--- START ---

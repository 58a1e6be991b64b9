//! # Error Types
//!
//! Custom error types for the VESC UART emulator using `thiserror`.

use thiserror::Error;

/// Main error type for the emulator
#[derive(Debug, Error)]
pub enum VescError {
    /// Configuration errors
    #[error("Configuration error: {0}")]
    Config(#[from] toml::de::Error),

    /// I/O errors
    #[error("I/O error: {0}")]
    Io(#[from] std::io::Error),

    /// Telemetry record serialization errors
    #[error("Telemetry error: {0}")]
    Telemetry(#[from] serde_json::Error),

    /// Serial port errors
    #[error("Serial error: {0}")]
    Serial(String),

    /// None of the candidate serial devices could be opened
    #[error("No serial device found (tried: {0})")]
    SerialPortNotFound(String),
}

/// Reasons a byte span is rejected as a VESC frame
///
/// The stream framer recovers from every one of these by skipping a single
/// byte; they are only surfaced for logging and statistics.
#[derive(Debug, Clone, Copy, PartialEq, Eq, Error)]
pub enum FrameError {
    /// Fewer bytes than the smallest possible frame
    #[error("frame too short: {0} bytes")]
    TooShort(usize),

    /// First byte is neither start marker
    #[error("invalid start marker: 0x{0:02X}")]
    InvalidStartMarker(u8),

    /// Declared payload length disagrees with the span length
    #[error("length mismatch: header declares {declared} bytes, frame holds {actual}")]
    LengthMismatch {
        /// Total frame length implied by the header
        declared: usize,
        /// Bytes actually present
        actual: usize,
    },

    /// Last byte is not the end marker
    #[error("invalid end marker: 0x{0:02X}")]
    InvalidEndMarker(u8),

    /// Received checksum does not match the payload
    #[error("CRC mismatch: expected 0x{expected:04X}, got 0x{received:04X}")]
    CrcMismatch {
        /// Checksum computed over the payload
        expected: u16,
        /// Checksum carried by the frame
        received: u16,
    },
}

/// Reasons a verified payload does not map to a handled command
#[derive(Debug, Clone, Copy, PartialEq, Eq, Error)]
pub enum CommandError {
    /// Zero-length payload
    #[error("empty payload")]
    Empty,

    /// Command ID this emulator does not implement
    #[error("unknown command ID {0}")]
    Unknown(u8),

    /// Known command with a body shorter than it requires
    #[error("command {id} truncated: {len} bytes")]
    Truncated {
        /// Command ID byte
        id: u8,
        /// Full payload length including the ID byte
        len: usize,
    },
}

/// Result type alias for the emulator
pub type Result<T> = std::result::Result<T, VescError>;
//! YAML configuration I/O
//!
//! Generic loading and saving for any serializable configuration type.
//! Both the converter options and the classifier settings go through here.
//!
//! Two read modes:
//! - [`read_config`] for a file the user named explicitly: every failure,
//!   including a missing file, is an error.
//! - [`load_config`] for the implicit default location: a missing or broken
//!   file falls back to `T::default()` with a warning.

use anyhow::{Context, Result};
use serde::de::DeserializeOwned;
use serde::Serialize;
use std::path::{Path, PathBuf};

/// Default config file name, looked up in the working directory
pub const DEFAULT_CONFIG_FILE: &str = "audio-sentiment.yaml";

/// Get the default config file path
///
/// Returns `./audio-sentiment.yaml` when it exists, otherwise
/// `~/.config/audio-sentiment/config.yaml`.
pub fn default_config_path() -> PathBuf {
    let local = PathBuf::from(DEFAULT_CONFIG_FILE);
    if local.exists() {
        return local;
    }
    dirs::config_dir()
        .unwrap_or_else(|| PathBuf::from("."))
        .join("audio-sentiment")
        .join("config.yaml")
}

/// Read and parse a configuration file that must exist and be valid
pub fn read_config<T>(path: &Path) -> Result<T>
where
    T: DeserializeOwned,
{
    let contents = std::fs::read_to_string(path)
        .with_context(|| format!("Failed to read config file {:?}", path))?;
    let config = serde_yaml::from_str(&contents)
        .with_context(|| format!("Invalid YAML in config file {:?}", path))?;
    log::debug!("Read config from {:?}", path);
    Ok(config)
}

/// Load configuration from an optional YAML file
///
/// A missing file means defaults. A file that cannot be read or parsed is
/// reported at warn level and also yields defaults.
///
/// ```ignore
/// let config: AppConfig = load_config(&default_config_path());
/// ```
pub fn load_config<T>(path: &Path) -> T
where
    T: DeserializeOwned + Default,
{
    if !path.exists() {
        log::info!("No config at {:?}, using defaults", path);
        return T::default();
    }

    read_config(path).unwrap_or_else(|e| {
        log::warn!("{:#}, using defaults", e);
        T::default()
    })
}

/// Write `config` as YAML to `path`, creating missing parent directories
pub fn save_config<T>(config: &T, path: &Path) -> Result<()>
where
    T: Serialize,
{
    if let Some(parent) = path.parent().filter(|p| !p.as_os_str().is_empty()) {
        std::fs::create_dir_all(parent)
            .with_context(|| format!("Failed to create config directory {:?}", parent))?;
    }

    let yaml = serde_yaml::to_string(config).context("Failed to serialize config to YAML")?;
    std::fs::write(path, yaml).with_context(|| format!("Failed to write config file {:?}", path))?;

    log::info!("Saved config to {:?}", path);
    Ok(())
}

--- END ---

_YOUR GOAL_
Up to and including the line with "record serialization errors", print every line of the material above, starting from its first line, exactly.

_RESPONSE BELOW_
repository 58a1e6be991b64b9
//! # Error Types
//!
//! Custom error types for the VESC UART emulator using `thiserror`.

use thiserror::Error;

/// Main error type for the emulator
#[derive(Debug, Error)]
pub enum VescError {
    /// Configuration errors
    #[error("Configuration error: {0}")]
    Config(#[from] toml::de::Error),

    /// I/O errors
    #[error("I/O error: {0}")]
    Io(#[from] std::io::Error),

    /// Telemetry record serialization errors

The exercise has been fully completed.